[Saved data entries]
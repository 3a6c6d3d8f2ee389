//! Facebook posts adapter
//!
//! Maps the posts export (`posts/your_posts*.json`) onto entries. The export
//! is loosely structured: any key may be missing at any level, and a missing
//! key simply leaves the corresponding entry field alone.

use crate::domain::{timestamp, Entry, Photo};
use crate::error::{DayportError, Result};
use crate::infrastructure::{GeocodeQuery, Geocoder};
use chrono::{DateTime, Utc};
use log::{debug, info};
use serde::{Deserialize, Deserializer};
use serde_json::Value;
use std::fs;
use std::path::{Path, PathBuf};
use walkdir::WalkDir;

/// Keys under which wrapped posts files keep their posts
const POSTS_WRAPPER_KEYS: [&str; 2] = ["status_updates_v2", "posts"];

/// Tags appended to every adapted entry, in this order
pub const PROVENANCE_TAGS: [&str; 2] = ["Facebook", "Facebook-Post"];

/// Treat an explicit `null` the same as a missing key
fn null_as_default<'de, D, T>(deserializer: D) -> std::result::Result<T, D::Error>
where
    D: Deserializer<'de>,
    T: Default + Deserialize<'de>,
{
    Ok(Option::<T>::deserialize(deserializer)?.unwrap_or_default())
}

#[derive(Debug, Default, Deserialize)]
pub struct Post {
    #[serde(default, deserialize_with = "null_as_default")]
    pub data: Vec<DataBlock>,
    #[serde(default, deserialize_with = "null_as_default")]
    pub attachments: Vec<Attachment>,
    #[serde(default)]
    pub tags: Option<Vec<PostTag>>,
    #[serde(default)]
    pub title: Option<String>,
    #[serde(default)]
    pub timestamp: Option<i64>,
}

#[derive(Debug, Default, Deserialize)]
pub struct Attachment {
    #[serde(default, deserialize_with = "null_as_default")]
    pub data: Vec<DataBlock>,
}

/// Tags appear either as plain strings or as `{"name": ...}` objects
#[derive(Debug, Deserialize)]
#[serde(untagged)]
pub enum PostTag {
    Name(String),
    Object { name: Option<String> },
}

impl PostTag {
    fn into_name(self) -> Option<String> {
        match self {
            PostTag::Name(name) => Some(name),
            PostTag::Object { name } => name,
        }
    }
}

#[derive(Debug, Default, Deserialize)]
pub struct DataBlock {
    pub post: Option<String>,
    pub media: Option<Media>,
    pub place: Option<PlaceBlock>,
    pub external_context: Option<ExternalContext>,
}

#[derive(Debug, Default, Deserialize)]
pub struct Media {
    pub uri: Option<String>,
    pub creation_timestamp: Option<i64>,
    pub description: Option<String>,
    pub media_metadata: Option<MediaMetadata>,
}

#[derive(Debug, Default, Deserialize)]
pub struct MediaMetadata {
    pub photo_metadata: Option<PhotoMetadata>,
    pub video_metadata: Option<Value>,
}

#[derive(Debug, Default, Deserialize)]
pub struct PhotoMetadata {
    pub latitude: Option<f64>,
    pub longitude: Option<f64>,
    pub taken_timestamp: Option<i64>,
    #[serde(default, deserialize_with = "null_as_default")]
    pub exif_data: Vec<ExifData>,
}

#[derive(Debug, Default, Deserialize)]
pub struct ExifData {
    pub latitude: Option<f64>,
    pub longitude: Option<f64>,
    pub taken_timestamp: Option<i64>,
}

impl PhotoMetadata {
    fn coordinates(&self) -> Option<(f64, f64)> {
        self.latitude.zip(self.longitude).or_else(|| {
            self.exif_data
                .iter()
                .find_map(|exif| exif.latitude.zip(exif.longitude))
        })
    }

    fn taken_timestamp(&self) -> Option<i64> {
        self.taken_timestamp
            .or_else(|| self.exif_data.iter().find_map(|exif| exif.taken_timestamp))
    }
}

#[derive(Debug, Default, Deserialize)]
pub struct PlaceBlock {
    pub name: Option<String>,
    pub coordinate: Option<Coordinate>,
    pub address: Option<String>,
    pub url: Option<String>,
}

#[derive(Debug, Default, Deserialize)]
pub struct Coordinate {
    pub latitude: Option<f64>,
    pub longitude: Option<f64>,
}

#[derive(Debug, Default, Deserialize)]
pub struct ExternalContext {
    pub name: Option<String>,
    pub url: Option<String>,
}

/// Parse a posts file: either a bare array of posts, or an object wrapping
/// them. The wrapper's array is taken from a known key when present,
/// otherwise from its only array-valued field.
pub fn parse_posts(json: &str) -> Result<Vec<Post>> {
    let value: Value = serde_json::from_str(json)?;
    let posts = match value {
        Value::Array(_) => value,
        Value::Object(mut fields) => {
            let known = POSTS_WRAPPER_KEYS
                .iter()
                .find(|key| fields.get(**key).is_some_and(Value::is_array))
                .and_then(|key| fields.remove(*key));
            match known {
                Some(posts) => posts,
                None => {
                    let mut arrays = fields.into_iter().map(|(_, v)| v).filter(Value::is_array);
                    match (arrays.next(), arrays.next()) {
                        (Some(posts), None) => posts,
                        (None, _) => {
                            return Err(DayportError::MalformedInput(
                                "Posts object holds no array of posts".to_string(),
                            ))
                        }
                        (Some(_), Some(_)) => {
                            return Err(DayportError::MalformedInput(
                                "Posts object holds several arrays; cannot tell which are posts"
                                    .to_string(),
                            ))
                        }
                    }
                }
            }
        }
        _ => {
            return Err(DayportError::MalformedInput(
                "Posts file must hold an array of posts".to_string(),
            ))
        }
    };
    Ok(serde_json::from_value(posts)?)
}

/// Find every posts file below an export directory, in name order
pub fn discover_post_files(export_dir: &Path) -> Vec<PathBuf> {
    let mut files: Vec<PathBuf> = WalkDir::new(export_dir)
        .into_iter()
        .filter_map(|entry| entry.ok())
        .filter(|entry| entry.file_type().is_file())
        .filter(|entry| {
            entry
                .file_name()
                .to_str()
                .is_some_and(|name| name.starts_with("your_posts") && name.ends_with(".json"))
        })
        .map(|entry| entry.into_path())
        .collect();
    files.sort();
    files
}

/// Turns posts into entries, resolving places through a [`Geocoder`]
pub struct FacebookAdapter<'a> {
    media_root: PathBuf,
    geocoder: &'a dyn Geocoder,
}

impl<'a> FacebookAdapter<'a> {
    /// `media_root` is the export directory media `uri`s are relative to
    pub fn new(media_root: impl Into<PathBuf>, geocoder: &'a dyn Geocoder) -> Self {
        FacebookAdapter {
            media_root: media_root.into(),
            geocoder,
        }
    }

    /// Load and adapt every post in a posts file
    pub fn load_posts(&self, path: &Path) -> Result<Vec<Entry>> {
        let json = fs::read_to_string(path)?;
        let posts = parse_posts(&json)?;
        let entries = self.adapt(posts)?;
        info!("adapted {} post(s) from {}", entries.len(), path.display());
        Ok(entries)
    }

    pub fn adapt(&self, posts: Vec<Post>) -> Result<Vec<Entry>> {
        posts.into_iter().map(|post| self.post_as_entry(post)).collect()
    }

    pub fn post_as_entry(&self, post: Post) -> Result<Entry> {
        let mut entry = Entry::new();

        if let Some(tags) = post.tags {
            entry.tags = tags.into_iter().filter_map(PostTag::into_name).collect();
        }
        entry.title = post.title;

        let blocks = post
            .data
            .iter()
            .chain(post.attachments.iter().flat_map(|a| a.data.iter()));
        for block in blocks {
            self.apply_block(block, &mut entry)?;
        }

        if let Some(seconds) = post.timestamp {
            match timestamp::from_epoch_seconds(seconds) {
                Some(instant) => entry.timestamp = instant,
                None => debug!("ignoring out-of-range timestamp {}", seconds),
            }
        }

        entry
            .tags
            .extend(PROVENANCE_TAGS.iter().map(|tag| tag.to_string()));

        Ok(entry)
    }

    fn apply_block(&self, block: &DataBlock, entry: &mut Entry) -> Result<()> {
        if let Some(text) = &block.post {
            entry.append(text);
        }
        if let Some(media) = &block.media {
            self.apply_media(media, entry)?;
        }
        if let Some(place) = &block.place {
            self.apply_place(place, entry)?;
        }
        if let Some(context) = &block.external_context {
            apply_external_context(context, entry);
        }
        Ok(())
    }

    fn apply_media(&self, media: &Media, entry: &mut Entry) -> Result<()> {
        let Some(metadata) = &media.media_metadata else {
            return Ok(());
        };
        // Facebook repeats the post text as the media description.
        let body_was_empty = entry.body().is_none();

        if let Some(photo_metadata) = &metadata.photo_metadata {
            if let Some(uri) = &media.uri {
                let taken = photo_metadata
                    .taken_timestamp()
                    .or(media.creation_timestamp)
                    .and_then(timestamp::from_epoch_seconds);
                let photo = self.photo_for(uri, taken);
                entry.append(&photo.markdown());
                entry.photos.push(photo);
            }

            if entry.place.is_none() {
                if let Some((latitude, longitude)) = photo_metadata.coordinates() {
                    let place = self
                        .geocoder
                        .lookup(&GeocodeQuery::reverse(latitude, longitude))?;
                    entry.place = Some(place);
                }
            }
        }

        if metadata.video_metadata.is_some() {
            if let Some(uri) = &media.uri {
                entry.append(&format!("[Video: {}]", uri));
            }
        }

        if body_was_empty {
            if let Some(description) = &media.description {
                entry.append(&format!("> {}", description));
            }
        }

        Ok(())
    }

    fn photo_for(&self, uri: &str, taken: Option<DateTime<Utc>>) -> Photo {
        debug!("attaching photo {}", uri);
        Photo::new(self.media_root.join(uri)).with_timestamp(taken)
    }

    fn apply_place(&self, block: &PlaceBlock, entry: &mut Entry) -> Result<()> {
        let coordinates = block
            .coordinate
            .as_ref()
            .and_then(|c| c.latitude.zip(c.longitude));

        let mut place = match coordinates {
            Some((latitude, longitude)) => self
                .geocoder
                .lookup(&GeocodeQuery::reverse(latitude, longitude))?,
            None => Default::default(),
        };
        if let Some(name) = &block.name {
            place.name = Some(name.clone());
        }

        let markdown = place.markdown();
        if !markdown.is_empty() {
            entry.append(&markdown);
        }
        if coordinates.is_some() || block.name.is_some() {
            entry.place = Some(place);
        }

        if let Some(url) = &block.url {
            entry.append(&format!("<{}>", url));
        }
        if let Some(address) = &block.address {
            entry.append(address);
        }

        Ok(())
    }
}

fn apply_external_context(context: &ExternalContext, entry: &mut Entry) {
    match (&context.name, &context.url) {
        (Some(name), Some(url)) => entry.append(&format!("[{}]({})", name, url)),
        (None, Some(url)) => entry.append(&format!("<{}>", url)),
        _ => {}
    }
}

• Work item
Check every line of the data above for the string "description", and copy those that have it.

• Answer to the exercise
    pub description: Option<String>,
        // Facebook repeats the post text as the media description.
            if let Some(description) = &media.description {
                entry.append(&format!("> {}", description));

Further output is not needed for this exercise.